5.      Já não restava nenhuma dúvida sobre a premiação da pintura No verão, pois o certificado de sua medalha [Figura 1] havia sido encontrado (numa gaveta diferente daquela que dizia o seu registro), pelo empenho do funcionário do Museu Dom João VI, no Rio de Janeiro (outro arquivo exemplar) em procurá-lo, a meu pedido, ainda durante as pesquisas do mestrado. E para constatar quais outras medalhas foram distribuídas na mesma ocasião, eu já havia chegado até o anúncio da premiação, no dia 31 de outubro de 1894, feito por dois dos jornais cariocas, com exatamente o mesmo texto bastante sucinto: a Gazeta de Noticias e O Paiz.

6.      A Gazeta de Noticias foi o jornal que maior cobertura deu à 1ª EGBA. Começando com um informativo sobre a inauguração, a partir do dia seguinte, passa a publicar, quase diariamente, na primeira página, 21 caricaturas de artistas, obras e cenas da exposição. Também publica uma série de resenhas, sempre sob o mesmo título, cuja primeira edição, em 6 de outubro, faz uma longa reflexão sobre aquele início. A partir do dia seguinte, o jornal apresenta em doze artigos os principais artistas e seus trabalhos expostos. Dedicando-lhe a nona edição, o autor dá destaque a Visconti e à suas recentes realizações:

7.                                    Elyseu d’Angelo Visconti, pensionista do Estado na Europa ha mais de anno e meio, é o fructo mais legitimo e mais precioso da escola das Bellas-Artes.

8.                                    No concurso de viagem de 1892 deu prova brilhante do seu talento artistico, ganhou o premio e foi para Pariz.

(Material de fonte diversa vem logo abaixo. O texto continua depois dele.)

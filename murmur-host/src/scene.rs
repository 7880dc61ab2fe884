//! Headless scene graph and recording text surface

use std::cell::RefCell;
use std::rc::Rc;

use murmur_core::{Host, Layout, Surface};

use crate::measure::FontMetrics;

type SharedFontMetrics = Rc<RefCell<FontMetrics>>;

/// Scene node id handed out on attach.
#[derive(Debug, Clone, Copy, PartialEq, Eq, Hash)]
pub struct NodeId(u64);

/// Tracks which surfaces are attached to the host scene.
///
/// The scene holds only ids; surface ownership stays with the message
/// window that opened it.
#[derive(Debug, Default)]
pub struct Scene {
    next_id: u64,
    attached: Vec<NodeId>,
}

impl Scene {
    /// Attach a new node and return its id.
    pub fn attach(&mut self) -> NodeId {
        let id = NodeId(self.next_id);
        self.next_id += 1;
        self.attached.push(id);
        log::debug!("scene node {:?} attached", id);
        id
    }

    /// Detach a previously attached node.
    pub fn detach(&mut self, id: NodeId) {
        if let Some(index) = self.attached.iter().position(|&node| node == id) {
            self.attached.remove(index);
            log::debug!("scene node {:?} detached", id);
        } else {
            log::warn!("scene node {:?} was not attached", id);
        }
    }

    pub fn attached_count(&self) -> usize {
        self.attached.len()
    }
}

/// One glyph drawn onto a surface, in surface-local coordinates.
#[derive(Debug, Clone, Copy, PartialEq)]
pub struct DrawnGlyph {
    pub glyph: char,
    pub x: f32,
    pub y: f32,
}

/// A text surface that records drawn glyphs and measures through the
/// host's shared [`FontMetrics`].
pub struct TextSurface {
    node: NodeId,
    layout: Layout,
    metrics: SharedFontMetrics,
    drawn: Vec<DrawnGlyph>,
}

impl TextSurface {
    pub fn node(&self) -> NodeId {
        self.node
    }

    pub fn layout(&self) -> Layout {
        self.layout
    }

    /// Glyphs drawn so far, in reveal order.
    pub fn drawn(&self) -> &[DrawnGlyph] {
        &self.drawn
    }
}

impl Surface for TextSurface {
    fn clear(&mut self) {
        self.drawn.clear();
    }

    fn glyph_width(&mut self, glyph: char) -> f32 {
        self.metrics.borrow_mut().glyph_width(glyph)
    }

    fn line_height(&self) -> f32 {
        self.metrics.borrow().line_height()
    }

    fn draw_glyph(&mut self, glyph: char, x: f32, y: f32) {
        self.drawn.push(DrawnGlyph { glyph, x, y });
    }
}

/// Host implementation with a fixed screen size and a headless scene.
pub struct HeadlessHost {
    screen: (u32, u32),
    scene: Scene,
    metrics: SharedFontMetrics,
}

impl HeadlessHost {
    pub fn new(screen_width: u32, screen_height: u32, metrics: FontMetrics) -> Self {
        Self {
            screen: (screen_width, screen_height),
            scene: Scene::default(),
            metrics: Rc::new(RefCell::new(metrics)),
        }
    }

    pub fn scene(&self) -> &Scene {
        &self.scene
    }
}

impl Host for HeadlessHost {
    type Surface = TextSurface;

    fn screen_size(&self) -> (u32, u32) {
        self.screen
    }

    fn open(&mut self, layout: &Layout) -> TextSurface {
        let node = self.scene.attach();
        TextSurface {
            node,
            layout: *layout,
            metrics: Rc::clone(&self.metrics),
            drawn: Vec::new(),
        }
    }

    fn close(&mut self, surface: TextSurface) {
        self.scene.detach(surface.node);
    }
}
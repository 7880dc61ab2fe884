//! Window bounds and anchor position resolution

use crate::types::{DisplayRequest, Position, DEFAULT_HEIGHT, DEFAULT_WIDTH};

/// Vertical inset from the screen edge for top and bottom placement.
const EDGE_INSET: i32 = 10;

/// Resolved window bounds in screen coordinates
#[derive(Debug, Clone, Copy, PartialEq, Eq)]
pub struct Layout {
    pub x: i32,
    pub y: i32,
    pub width: u32,
    pub height: u32,
}

/// Compute window bounds for a request on the given screen.
///
/// Sizes fall back to the defaults when the request leaves them at zero.
/// The window is always centered horizontally; the position only picks the
/// vertical anchor. Pure function, recomputed per request.
pub fn resolve(request: &DisplayRequest, screen_width: u32, screen_height: u32) -> Layout {
    let width = if request.width > 0 {
        request.width
    } else {
        DEFAULT_WIDTH
    };
    let height = if request.height > 0 {
        request.height
    } else {
        DEFAULT_HEIGHT
    };

    let x = (screen_width as i32 - width as i32) / 2;
    let y = match request.position {
        Position::Top => EDGE_INSET,
        Position::Center => (screen_height as i32 - height as i32) / 2,
        Position::Bottom => screen_height as i32 - height as i32 - EDGE_INSET,
    };

    Layout {
        x,
        y,
        width,
        height,
    }
}
use std::collections::{BTreeMap, BTreeSet, VecDeque};

use chrono::{DateTime, NaiveDate, Utc};
use serde::{Deserialize, Serialize};

use crate::model::catalog::ModuleDef;
use crate::model::ids::{BadgeId, ModuleId, OptionId, QuestionId, SectionId};

/// Schema tag written with every persisted record.
pub const CURRENT_SCHEMA_VERSION: u32 = 1;

//
// ─── COURSE PROGRESS ───────────────────────────────────────────────────────────
//

/// Canonical per-user progress record.
///
/// Serialized as a single JSON blob with camelCase keys. Mutations live in
/// `crate::engine`; this type only carries data and simple accessors.
#[derive(Debug, Clone, PartialEq, Eq, Serialize, Deserialize)]
#[serde(rename_all = "camelCase")]
pub struct CourseProgress {
    pub version: u32,
    pub started_at: DateTime<Utc>,
    pub last_active_at: DateTime<Utc>,
    pub xp: u32,
    pub streak: Streak,
    pub modules: BTreeMap<ModuleId, ModuleProgress>,
    pub badges: BTreeSet<BadgeId>,
    pub quiz_history: VecDeque<QuizAttempt>,
}

impl CourseProgress {
    /// Fresh first-run record.
    #[must_use]
    pub fn new(now: DateTime<Utc>) -> Self {
        Self {
            version: CURRENT_SCHEMA_VERSION,
            started_at: now,
            last_active_at: now,
            xp: 0,
            streak: Streak::default(),
            modules: BTreeMap::new(),
            badges: BTreeSet::new(),
            quiz_history: VecDeque::new(),
        }
    }

    #[must_use]
    pub fn module(&self, id: &str) -> Option<&ModuleProgress> {
        self.modules.get(id)
    }

    #[must_use]
    pub fn has_badge(&self, id: &str) -> bool {
        self.badges.contains(id)
    }
}

//
// ─── STREAK ────────────────────────────────────────────────────────────────────
//

/// Consecutive-day activity counter.
#[derive(Debug, Clone, PartialEq, Eq, Default, Serialize, Deserialize)]
#[serde(rename_all = "camelCase")]
pub struct Streak {
    pub current: u32,
    #[serde(with = "calendar_date")]
    pub last_active_date: Option<NaiveDate>,
    pub longest: u32,
}

/// `YYYY-MM-DD`, with the empty string standing in for "never active".
mod calendar_date {
    use chrono::NaiveDate;
    use serde::{Deserialize, Deserializer, Serializer, de::Error as _};

    const FORMAT: &str = "%Y-%m-%d";

    pub fn serialize<S: Serializer>(date: &Option<NaiveDate>, s: S) -> Result<S::Ok, S::Error> {
        match date {
            Some(d) => s.serialize_str(&d.format(FORMAT).to_string()),
            None => s.serialize_str(""),
        }
    }

    pub fn deserialize<'de, D: Deserializer<'de>>(d: D) -> Result<Option<NaiveDate>, D::Error> {
        let raw = String::deserialize(d)?;
        if raw.is_empty() {
            return Ok(None);
        }
        NaiveDate::parse_from_str(&raw, FORMAT)
            .map(Some)
            .map_err(D::Error::custom)
    }
}

//
// ─── MODULE PROGRESS ───────────────────────────────────────────────────────────
//

#[derive(Debug, Clone, PartialEq, Eq, Serialize, Deserialize)]
#[serde(rename_all = "camelCase")]
pub struct ModuleProgress {
    pub started: bool,
    pub started_at: Option<DateTime<Utc>>,
    pub completed_at: Option<DateTime<Utc>>,
    pub sections_read: BTreeSet<SectionId>,
    pub total_sections: u32,
    pub quiz: QuizProgress,
}

impl ModuleProgress {
    #[must_use]
    pub fn new(total_sections: u32, total_questions: u32) -> Self {
        Self {
            started: false,
            started_at: None,
            completed_at: None,
            sections_read: BTreeSet::new(),
            total_sections,
            quiz: QuizProgress::new(total_questions),
        }
    }

    /// Untouched progress sized for the given module definition.
    #[must_use]
    pub fn for_module(def: &ModuleDef) -> Self {
        Self::new(def.total_sections(), def.total_questions())
    }

    #[must_use]
    pub fn is_complete(&self) -> bool {
        self.completed_at.is_some()
    }

    #[must_use]
    pub fn sections_read_count(&self) -> u32 {
        u32::try_from(self.sections_read.len()).unwrap_or(u32::MAX)
    }

    /// Section coverage that makes a module complete. Empty modules never are.
    #[must_use]
    pub fn covers_all_sections(&self) -> bool {
        self.total_sections > 0 && self.sections_read_count() >= self.total_sections
    }
}

#[derive(Debug, Clone, PartialEq, Eq, Serialize, Deserialize)]
#[serde(rename_all = "camelCase")]
pub struct QuizProgress {
    pub completed: bool,
    pub score: u32,
    pub total_questions: u32,
    pub attempts: u32,
    pub best_score: u32,
    pub question_results: BTreeMap<QuestionId, QuestionResult>,
}

impl QuizProgress {
    #[must_use]
    pub fn new(total_questions: u32) -> Self {
        Self {
            completed: false,
            score: 0,
            total_questions,
            attempts: 0,
            best_score: 0,
            question_results: BTreeMap::new(),
        }
    }
}

/// Latest state of one question. `correct` is sticky once true.
#[derive(Debug, Clone, PartialEq, Eq, Serialize, Deserialize)]
#[serde(rename_all = "camelCase")]
pub struct QuestionResult {
    pub correct: bool,
    pub selected_answer: OptionId,
    pub attempts: u32,
}

/// One submitted answer, as recorded in the history log.
#[derive(Debug, Clone, PartialEq, Eq, Serialize, Deserialize)]
#[serde(rename_all = "camelCase")]
pub struct QuizAttempt {
    pub module_id: ModuleId,
    pub question_id: QuestionId,
    pub selected_answer: OptionId,
    pub correct: bool,
    pub timestamp: DateTime<Utc>,
    pub attempt_number: u32,
}

//
// ─── TESTS ─────────────────────────────────────────────────────────────────────
//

Alli não adormeceu sobre os louros adquiridos na patria e poz-se a trabalhar com grande amor e enthusiasmo.

9.                                    Logo depois mandou uns quadros a exposição de Chicago e recebeu uma medalha, e n’este mesmo anno apezar de ser novo no meio pariziense, teve a honra de ser admittido no      Salon com dous quadros que foram considerados e louvados. [...]

10.                                  É como se vê um trabalhador exímio e um temperamento artistico de primeira ordem.[2]

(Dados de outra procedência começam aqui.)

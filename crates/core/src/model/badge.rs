use crate::model::ids::BadgeId;

/// Rule under which a badge is earned.
#[derive(Debug, Clone, Copy, PartialEq, Eq)]
pub enum BadgeCriteria {
    /// Every section of the named module has been read.
    ModuleComplete(&'static str),
    /// Any module quiz answered fully correct on the first try.
    PerfectAny,
    /// Every module quiz answered fully correct on the first try, course finished.
    PerfectAll,
    /// Every catalog module complete.
    AllModules,
    /// Daily streak reached the given length.
    Streak(u32),
    /// A module finished inside the fast-completion window.
    Speed,
}

impl BadgeCriteria {
    /// Stable tag used when presenting criteria to the UI.
    #[must_use]
    pub fn tag(&self) -> String {
        match self {
            BadgeCriteria::ModuleComplete(module) => (*module).to_owned(),
            BadgeCriteria::PerfectAny => "perfect-any".to_owned(),
            BadgeCriteria::PerfectAll => "perfect-all".to_owned(),
            BadgeCriteria::AllModules => "all-modules".to_owned(),
            BadgeCriteria::Streak(days) => format!("streak-{days}"),
            BadgeCriteria::Speed => "speed".to_owned(),
        }
    }
}

/// Static catalog entry for an earnable badge.
#[derive(Debug, Clone, Copy, PartialEq, Eq)]
pub struct Badge {
    pub id: &'static str,
    pub name: &'static str,
    pub description: &'static str,
    pub icon: &'static str,
    pub criteria: BadgeCriteria,
}

impl Badge {
    #[must_use]
    pub fn badge_id(&self) -> BadgeId {
        BadgeId::from(self.id)
    }
}

pub const PERFECT_QUIZ: &str = "perfect-quiz";
pub const ALL_PERFECT: &str = "all-perfect";
pub const COURSE_COMPLETE: &str = "course-complete";
pub const STREAK_3: &str = "streak-3";
pub const STREAK_7: &str = "streak-7";
pub const SPEED_DEMON: &str = "speed-demon";

const fn module_badge_entry(
    id: &'static str,
    name: &'static str,
    description: &'static str,
    icon: &'static str,
    module: &'static str,
) -> Badge {
    Badge {
        id,
        name,
        description,
        icon,
        criteria: BadgeCriteria::ModuleComplete(module),
    }
}

pub const BADGES: &[Badge] = &[
    module_badge_entry(
        "first-delegate",
        "First Delegate",
        "Complete Module 1",
        "M1",
        "module-1",
    ),
    module_badge_entry(
        "outcome-thinker",
        "Outcome Thinker",
        "Complete Module 2",
        "M2",
        "module-2",
    ),
    module_badge_entry(
        "mode-switcher",
        "Mode Switcher",
        "Complete Module 3",
        "M3",
        "module-3",
    ),
    module_badge_entry(
        "playbook-builder",
        "Playbook Builder",
        "Complete Module 4",
        "M4",
        "module-4",
    ),
    module_badge_entry(
        "skill-spotter",
        "Skill Spotter",
        "Complete Module 5",
        "M5",
        "module-5",
    ),
    module_badge_entry(
        "context-curator",
        "Context Curator",
        "Complete Module 6",
        "M6",
        "module-6",
    ),
    module_badge_entry(
        "team-scaler",
        "Team Scaler",
        "Complete Module 7",
        "M7",
        "module-7",
    ),
    module_badge_entry(
        "workflow-author",
        "Workflow Author",
        "Complete Module 8",
        "M8",
        "module-8",
    ),
    Badge {
        id: PERFECT_QUIZ,
        name: "Precision Pass",
        description: "Get 100% on any quiz (first try)",
        icon: "100",
        criteria: BadgeCriteria::PerfectAny,
    },
    Badge {
        id: ALL_PERFECT,
        name: "Zero-Guess Legend",
        description: "Get 100% on all quizzes (first try)",
        icon: "ALL",
        criteria: BadgeCriteria::PerfectAll,
    },
    Badge {
        id: COURSE_COMPLETE,
        name: "Delegation Certified",
        description: "Complete all 8 modules",
        icon: "CERT",
        criteria: BadgeCriteria::AllModules,
    },
    Badge {
        id: STREAK_3,
        name: "3-Day Flow",
        description: "3-day learning streak",
        icon: "D3",
        criteria: BadgeCriteria::Streak(3),
    },
    Badge {
        id: STREAK_7,
        name: "7-Day Rhythm",
        description: "7-day learning streak",
        icon: "D7",
        criteria: BadgeCriteria::Streak(7),
    },
    Badge {
        id: SPEED_DEMON,
        name: "Quick Sprint",
        description: "Complete a module in under 10 minutes",
        icon: "FAST",
        criteria: BadgeCriteria::Speed,
    },
];

#[must_use]
pub fn badge_by_id(id: &str) -> Option<&'static Badge> {
    BADGES.iter().find(|b| b.id == id)
}

/// Completion badge for a module, if the catalog defines one.
#[must_use]
pub fn module_badge(module: &str) -> Option<&'static Badge> {
    BADGES
        .iter()
        .find(|b| matches!(b.criteria, BadgeCriteria::ModuleComplete(m) if m == module))
}

/// True for badges the normalizer re-derives from completion state.
#[must_use]
pub fn is_completion_badge(id: &str) -> bool {
    badge_by_id(id).is_some_and(|b| {
        matches!(
            b.criteria,
            BadgeCriteria::ModuleComplete(_) | BadgeCriteria::AllModules
        )
    })
}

11.    Após essa introdução, o autor começa a comentar as pinturas de Visconti presentes à 1ª EGBA, começando pelas paisagens, que haviam participado da World's Columbian Exposition, em Chicago, em 1893. Os dois quadros citados no trecho acima foram admitidos no Salon de la Société des Artistes Français, de 1894, mas as pinturas comentadas a seguir, pelo autor, são A leitura e Distração, sendo que esta última era exposta pela primeira vez.

Uma descoberta desconcertante

12.    Foi, portanto, quase por acaso, acompanhando por curiosidade todas as caricaturas que esse jornal publicou sobre a EGBA, que cheguei ao artigo do dia seguinte à divulgação dos prêmios por medalhas. O texto começa dizendo da perplexidade que causou o seu anúncio:

13.                                  As noticias dadas hontem pelos jornaes sobre o julgamento dos trabalhos expostos foram muito deficientes, pois constaram apenas de uma lista de premios conferidos, e a muita gente afigurou-se estranho não ver entre os premiados alguns dos mais notaveis artistas, bem como causou impressão o facto de não ter sido conferida a medalha de honra.[3]

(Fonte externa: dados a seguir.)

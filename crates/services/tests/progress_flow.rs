use std::sync::Arc;

use chrono::Duration;
use course_core::time::fixed_now;
use services::{
    AppServices, Clock, ModulePercentPolicy, ProgressPolicy, ProgressService, UnlockPolicy,
    builtin_catalog,
};
use storage::{InMemoryProgressStore, PROGRESS_KEY, ProgressStore, decode_progress};

async fn load_with(store: &InMemoryProgressStore, clock: Clock) -> ProgressService {
    ProgressService::load(
        Arc::new(builtin_catalog().unwrap()),
        Arc::new(store.clone()),
        clock,
        ProgressPolicy::default(),
    )
    .await
}

#[tokio::test]
async fn first_launch_credits_streak_and_persists() {
    let store = InMemoryProgressStore::new();
    let service = load_with(&store, Clock::fixed(fixed_now())).await;

    assert_eq!(service.progress().xp, 10);
    assert_eq!(service.progress().streak.current, 1);
    assert_eq!(service.overall_percent(), 0);
    assert_eq!(service.level().level, 1);

    let raw = store.load_blob(PROGRESS_KEY).await.unwrap().unwrap();
    assert_eq!(&decode_progress(&raw).unwrap(), service.progress());
}

#[tokio::test]
async fn unreadable_or_foreign_records_start_fresh() {
    for raw in ["{not json", r#"{"version": 7, "xp": 900}"#, r#"{"xp": 900}"#] {
        let store = InMemoryProgressStore::with_blob(PROGRESS_KEY, raw);
        let service = load_with(&store, Clock::fixed(fixed_now())).await;
        assert_eq!(service.progress().xp, 10, "input: {raw}");
        assert!(service.progress().modules.is_empty());

        let rewritten = store.load_blob(PROGRESS_KEY).await.unwrap().unwrap();
        assert!(decode_progress(&rewritten).is_ok());
    }
}

#[tokio::test]
async fn mutations_survive_a_reload() {
    let store = InMemoryProgressStore::new();
    let clock = Clock::fixed(fixed_now());
    let mut service = load_with(&store, clock).await;

    let read = service
        .mark_section_read("module-1", "section-1-1")
        .await
        .unwrap();
    assert_eq!(read.xp_gained, 5);
    let answer = service.submit_quiz_answer("module-1", "q1-1", "b").await;
    assert!(answer.correct);
    assert_eq!(answer.recorded.unwrap().xp_gained, 15);

    let reloaded = load_with(&store, clock).await;
    assert_eq!(reloaded.progress(), service.progress());
    assert_eq!(reloaded.progress().xp, 30);
    assert_eq!(reloaded.module_percent("module-1"), 20);
}

#[tokio::test]
async fn streak_follows_calendar_days_between_launches() {
    let store = InMemoryProgressStore::new();
    let mut clock = Clock::fixed(fixed_now());

    let first = load_with(&store, clock).await;
    assert_eq!(first.progress().streak.current, 1);

    let same_day = load_with(&store, clock).await;
    assert_eq!(same_day.progress(), first.progress());

    clock.advance(Duration::days(1));
    let second = load_with(&store, clock).await;
    assert_eq!(second.progress().streak.current, 2);

    clock.advance(Duration::days(1));
    let third = load_with(&store, clock).await;
    assert_eq!(third.progress().streak.current, 3);
    assert!(third.has_badge("streak-3"));
    assert_eq!(third.progress().xp, 30);

    clock.advance(Duration::days(3));
    let after_gap = load_with(&store, clock).await;
    assert_eq!(after_gap.progress().streak.current, 1);
    assert_eq!(after_gap.progress().streak.longest, 3);
    assert!(after_gap.has_badge("streak-3"));
}

#[tokio::test]
async fn reset_clears_progress_and_recredits_today() {
    let store = InMemoryProgressStore::new();
    let clock = Clock::fixed(fixed_now());
    let mut service = load_with(&store, clock).await;
    for i in 1..=5 {
        service
            .mark_section_read("module-1", &format!("section-1-{i}"))
            .await;
    }
    assert!(service.has_badge("first-delegate"));

    service.reset_progress().await;
    assert_eq!(service.progress().xp, 10);
    assert_eq!(service.progress().streak.current, 1);
    assert!(service.progress().badges.is_empty());
    assert!(!service.is_module_complete("module-1"));

    let reloaded = load_with(&store, clock).await;
    assert_eq!(reloaded.progress(), service.progress());
}

#[tokio::test]
async fn sequential_unlock_waits_for_previous_quiz() {
    let store = InMemoryProgressStore::new();
    let policy = ProgressPolicy {
        unlock: UnlockPolicy::SequentialQuiz,
        module_percent: ModulePercentPolicy::BLENDED_70_30,
    };
    let mut service = ProgressService::load(
        Arc::new(builtin_catalog().unwrap()),
        Arc::new(store),
        Clock::fixed(fixed_now()),
        policy,
    )
    .await;

    assert!(service.is_module_unlocked("module-1"));
    assert!(!service.is_module_unlocked("module-2"));

    for (q, answer) in [("q1-1", "b"), ("q1-2", "c"), ("q1-3", "b")] {
        service.submit_quiz_answer("module-1", q, answer).await;
    }
    assert!(service.is_module_unlocked("module-2"));
    assert!(!service.is_module_unlocked("module-3"));
    assert_eq!(service.module_percent("module-1"), 30);
    assert!(service.has_badge("perfect-quiz"));
}

#[tokio::test]
async fn full_course_run_over_sqlite() {
    let app = AppServices::new_sqlite(
        "sqlite:file:memdb_course_full_run?mode=memory&cache=shared",
        Clock::fixed(fixed_now()),
        ProgressPolicy::default(),
    )
    .await
    .expect("services");
    let mut service = app.progress_service().await;
    let catalog = app.catalog();

    for def in catalog.modules() {
        for question in def.quiz() {
            let answer = service
                .submit_quiz_answer(
                    def.id().as_str(),
                    question.id().as_str(),
                    question.correct_answer().as_str(),
                )
                .await;
            assert!(answer.correct);
        }
    }
    for def in catalog.modules() {
        for section in def.sections() {
            service
                .mark_section_read(def.id().as_str(), section.as_str())
                .await
                .unwrap();
        }
    }

    // streak 10 + sections 200 + modules 400 + course 200 + quizzes 360
    assert_eq!(service.progress().xp, 1170);
    assert_eq!(service.overall_percent(), 100);
    for badge in [
        "first-delegate",
        "workflow-author",
        "speed-demon",
        "perfect-quiz",
        "course-complete",
        "all-perfect",
    ] {
        assert!(service.has_badge(badge), "missing {badge}");
    }
    assert_eq!(service.progress().badges.len(), 12);
    assert_eq!(service.level().level, 6);
    assert!(service.next_level().is_none());

    let reloaded = app.progress_service().await;
    assert_eq!(reloaded.progress(), service.progress());
}

#[tokio::test]
async fn in_memory_services_start_fresh() {
    let app = AppServices::in_memory(Clock::fixed(fixed_now()), ProgressPolicy::default())
        .expect("services");
    let service = app.progress_service().await;
    assert_eq!(service.progress().xp, 10);
    assert_eq!(app.catalog().len(), 8);
}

14.    Depois de explicar as regras da premiação e a composição do júri, o cronista passa a relembrar as medalhas distribuídas, uma a uma. Começa por mencionar as quatro medalhas de segunda classe, as maiores outorgadas nessa 1ª EGBA, que o autor chama equivocadamente de segunda medalha de ouro. Depois de pequenos comentários sobre os pintores Souza Pinto e Belmiro de Almeida, o autor coloca: “Visconti, pensionista da escola na Europa, e um dos nossos artistas que mais promettem, teve igual premio pelo quadro n. 193, intitulado No verão. É uma menina núa, abanando-se com uma ventarola”.[4]

15.    A única pintura que não havia sido mencionada na crônica sobre Visconti, do dia 28, era justamente a que ganhava a medalha. Mas, sua descrição sucinta - “Uma menina nua abanando-se com uma ventarola” - não corresponde à pintura No verão [Figura 2] catalogada pelo Museu Nacional de Belas Artes (MNBA)!!! A primeira ideia que surge é que o redator teria se enganado.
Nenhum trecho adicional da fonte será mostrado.